De Somalische economie in jaren '80

De Somalische economie in de jaren ’80 werd gekenmerkt door weinig hervormingen en een erg laag BBP. Echter, de internationaal bekende cijfers over de Somalische economie waren gebaseerd op twijfelachtige gegevens en gaven een onbetrouwbaar beeld van de situatie in het land. Als de cijfers klopten was het vrijwel onmogelijk voor de Somaliërs indertijd om überhaupt te blijven leven.
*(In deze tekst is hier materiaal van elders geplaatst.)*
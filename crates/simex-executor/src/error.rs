//! Executor error types.
//!
//! Routine trading conditions (insufficient funds, rate limiting, empty
//! books) are not errors — they surface as `ExecutionOutcome::Rejected`.
//! These variants cover construction-time configuration problems and
//! internal wallet failures.

use thiserror::Error;

#[derive(Debug, Error)]
pub enum ExecutorError {
    #[error("Invalid configuration: {0}")]
    InvalidConfig(String),

    #[error("Wallet error: {0}")]
    Wallet(#[from] simex_wallet::WalletError),
}

pub type ExecutorResult<T> = Result<T, ExecutorError>;
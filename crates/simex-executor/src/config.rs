//! Execution engine configuration.

use crate::error::{ExecutorError, ExecutorResult};
use rust_decimal::Decimal;
use serde::{Deserialize, Serialize};

/// Paper-execution parameters.
///
/// All of these are engine construction-time constants, never per-call
/// inputs. Negative percentages and an inverted latency range are rejected
/// at construction.
#[derive(Debug, Clone, Serialize, Deserialize)]
pub struct ExecutorConfig {
    /// Flat slippage applied when no order book is available (percent).
    #[serde(default)]
    pub slippage_pct: Decimal,
    /// Taker fee (percent). Inflates buy costs, deflates sell proceeds.
    #[serde(default)]
    pub fee_pct: Decimal,
    /// Minimum interval between settlements (ms). Process-wide per engine
    /// instance, not per symbol.
    #[serde(default = "default_min_trade_interval_ms")]
    pub min_trade_interval_ms: u64,
    /// Lower bound of the simulated network round-trip (ms).
    #[serde(default = "default_latency_min_ms")]
    pub latency_min_ms: u64,
    /// Upper bound of the simulated network round-trip (ms).
    #[serde(default = "default_latency_max_ms")]
    pub latency_max_ms: u64,
}

fn default_min_trade_interval_ms() -> u64 {
    60_000
}

fn default_latency_min_ms() -> u64 {
    50
}

fn default_latency_max_ms() -> u64 {
    200
}

impl Default for ExecutorConfig {
    fn default() -> Self {
        Self {
            slippage_pct: Decimal::ZERO,
            fee_pct: Decimal::ZERO,
            min_trade_interval_ms: default_min_trade_interval_ms(),
            latency_min_ms: default_latency_min_ms(),
            latency_max_ms: default_latency_max_ms(),
        }
    }
}

impl ExecutorConfig {
    /// Validate construction-time invariants.
    pub fn validate(&self) -> ExecutorResult<()> {
        if self.slippage_pct.is_sign_negative() {
            return Err(ExecutorError::InvalidConfig(format!(
                "slippage_pct must be non-negative, got {}",
                self.slippage_pct
            )));
        }
        if self.fee_pct.is_sign_negative() {
            return Err(ExecutorError::InvalidConfig(format!(
                "fee_pct must be non-negative, got {}",
                self.fee_pct
            )));
        }
        if self.latency_min_ms > self.latency_max_ms {
            return Err(ExecutorError::InvalidConfig(format!(
                "latency range inverted: {} > {}",
                self.latency_min_ms, self.latency_max_ms
            )));
        }
        Ok(())
    }
}

#[cfg(test)]
mod tests {
    use super::*;
    use rust_decimal_macros::dec;

    #[test]
    fn test_default_config_is_valid() {
        let config = ExecutorConfig::default();
        assert!(config.validate().is_ok());
        assert_eq!(config.latency_min_ms, 50);
        assert_eq!(config.latency_max_ms, 200);
    }

    #[test]
    fn test_negative_slippage_rejected() {
        let config = ExecutorConfig {
            slippage_pct: dec!(-0.1),
            ..Default::default()
        };
        assert!(matches!(
            config.validate(),
            Err(ExecutorError::InvalidConfig(_))
        ));
    }

    #[test]
    fn test_negative_fee_rejected() {
        let config = ExecutorConfig {
            fee_pct: dec!(-1),
            ..Default::default()
        };
        assert!(config.validate().is_err());
    }

    #[test]
    fn test_inverted_latency_range_rejected() {
        let config = ExecutorConfig {
            latency_min_ms: 300,
            latency_max_ms: 200,
            ..Default::default()
        };
        assert!(config.validate().is_err());
    }

    #[test]
    fn test_toml_defaults() {
        let config: ExecutorConfig = toml::from_str("slippage_pct = \"0.05\"").unwrap();
        assert_eq!(config.slippage_pct, dec!(0.05));
        assert_eq!(config.min_trade_interval_ms, 60_000);
    }
}
//! Execution result types.
//!
//! Expected trading conditions (insufficient funds, rate limiting, empty
//! books) are values, not errors: an execution call resolves to either a
//! `Fill` or a `RejectReason`, and callers match on the outcome.

use crate::market::TradingPair;
use crate::signal::OrderSide;
use crate::{Price, Size};
use chrono::{DateTime, Utc};
use rust_decimal::Decimal;
use serde::{Deserialize, Serialize};
use std::fmt;
use uuid::Uuid;

/// Venue recorded on simulated fills.
pub const PAPER_VENUE: &str = "paper";

/// Synthetic fill identifier.
///
/// Format: `paper_{timestamp_ms}_{uuid_short}`. Unique per fill so audit
/// sinks can key on it.
#[derive(Debug, Clone, PartialEq, Eq, Hash, Serialize, Deserialize)]
pub struct FillId(String);

impl FillId {
    /// Create a new unique fill ID.
    pub fn new() -> Self {
        let ts = Utc::now().timestamp_millis();
        let uuid_short = &Uuid::new_v4().to_string()[..8];
        Self(format!("paper_{ts}_{uuid_short}"))
    }

    pub fn as_str(&self) -> &str {
        &self.0
    }
}

impl Default for FillId {
    fn default() -> Self {
        Self::new()
    }
}

impl fmt::Display for FillId {
    fn fmt(&self, f: &mut fmt::Formatter<'_>) -> fmt::Result {
        write!(f, "{}", self.0)
    }
}

/// Fill lifecycle status.
///
/// Paper fills settle instantly and are always `Closed`. `Open` exists for
/// the (unimplemented) live mode where an acknowledged order may rest.
#[derive(Debug, Clone, Copy, PartialEq, Eq, Serialize, Deserialize)]
#[serde(rename_all = "lowercase")]
pub enum FillStatus {
    Closed,
    Open,
}

/// A completed simulated fill.
///
/// Carries every field the external audit sinks consume — trade log
/// (timestamp, symbol, side, price, amount, value, strategy, venue) and
/// portfolio snapshots — so callers never recompute from partial data.
#[derive(Debug, Clone, PartialEq, Eq, Serialize, Deserialize)]
pub struct Fill {
    /// Synthetic identifier.
    pub id: FillId,
    /// Trading pair the fill executed on.
    pub pair: TradingPair,
    /// Executed side.
    pub side: OrderSide,
    /// Executed base-asset amount.
    pub amount: Size,
    /// Realized average execution price.
    pub price: Price,
    /// Total quote value moved: cost paid for a buy, proceeds for a sell.
    pub value: Decimal,
    /// Fill status (`Closed` for paper fills).
    pub status: FillStatus,
    /// Settlement timestamp.
    pub executed_at: DateTime<Utc>,
    /// Strategy tag passed through from the signal.
    pub strategy: Option<String>,
    /// Execution venue.
    pub venue: String,
}

impl Fill {
    /// Build a closed paper fill stamped now.
    pub fn paper(
        pair: TradingPair,
        side: OrderSide,
        amount: Size,
        price: Price,
        value: Decimal,
        strategy: Option<String>,
    ) -> Self {
        Self {
            id: FillId::new(),
            pair,
            side,
            amount,
            price,
            value,
            status: FillStatus::Closed,
            executed_at: Utc::now(),
            strategy,
            venue: PAPER_VENUE.to_string(),
        }
    }
}

/// Reason an execution call was rejected.
///
/// All variants are routine trading conditions the caller recovers from.
#[derive(Debug, Clone, PartialEq, Eq, Serialize, Deserialize)]
pub enum RejectReason {
    /// Signal unusable: non-positive amount, or no reference price when
    /// no order book was supplied.
    InvalidSignal,
    /// Too soon after the previous settlement.
    RateLimited,
    /// The paying asset cannot cover the trade.
    InsufficientFunds {
        /// Amount the settlement needed to withdraw.
        needed: Decimal,
        /// Balance actually available.
        available: Decimal,
    },
    /// The relevant order-book side has no levels to price against.
    NoLiquidity,
}

impl fmt::Display for RejectReason {
    fn fmt(&self, f: &mut fmt::Formatter<'_>) -> fmt::Result {
        match self {
            Self::InvalidSignal => write!(f, "invalid signal"),
            Self::RateLimited => write!(f, "rate limited"),
            Self::InsufficientFunds { needed, available } => {
                write!(f, "insufficient funds (need {needed}, have {available})")
            }
            Self::NoLiquidity => write!(f, "no liquidity"),
        }
    }
}

/// Outcome of a single execution call.
#[derive(Debug, Clone, PartialEq, Eq, Serialize, Deserialize)]
pub enum ExecutionOutcome {
    /// Settled against the wallet.
    Filled(Fill),
    /// Rejected for a routine trading condition; no wallet mutation.
    Rejected(RejectReason),
}

impl ExecutionOutcome {
    /// Returns true if the call settled.
    pub fn is_filled(&self) -> bool {
        matches!(self, Self::Filled(_))
    }

    /// The fill, if the call settled.
    pub fn fill(&self) -> Option<&Fill> {
        match self {
            Self::Filled(fill) => Some(fill),
            Self::Rejected(_) => None,
        }
    }

    /// The rejection reason, if the call was rejected.
    pub fn reject_reason(&self) -> Option<&RejectReason> {
        match self {
            Self::Filled(_) => None,
            Self::Rejected(reason) => Some(reason),
        }
    }
}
Bezoekers van het land daarentegen troffen weliswaar een ravage aan door de oorlogen en het uitmoorden van de verschillende clans, de bevolking die men zag was relatief goed gevoed tot de ernstige droogte begin jaren ’90. Hierdoor is het duidelijk dat buiten de internationale wereld van cijfers een enigszins sterkere Somalische economie bestond. Onderzoek naar deze alternatieve economie biedt inzicht in de daadwerkelijke werkwijze van de Somalische economie.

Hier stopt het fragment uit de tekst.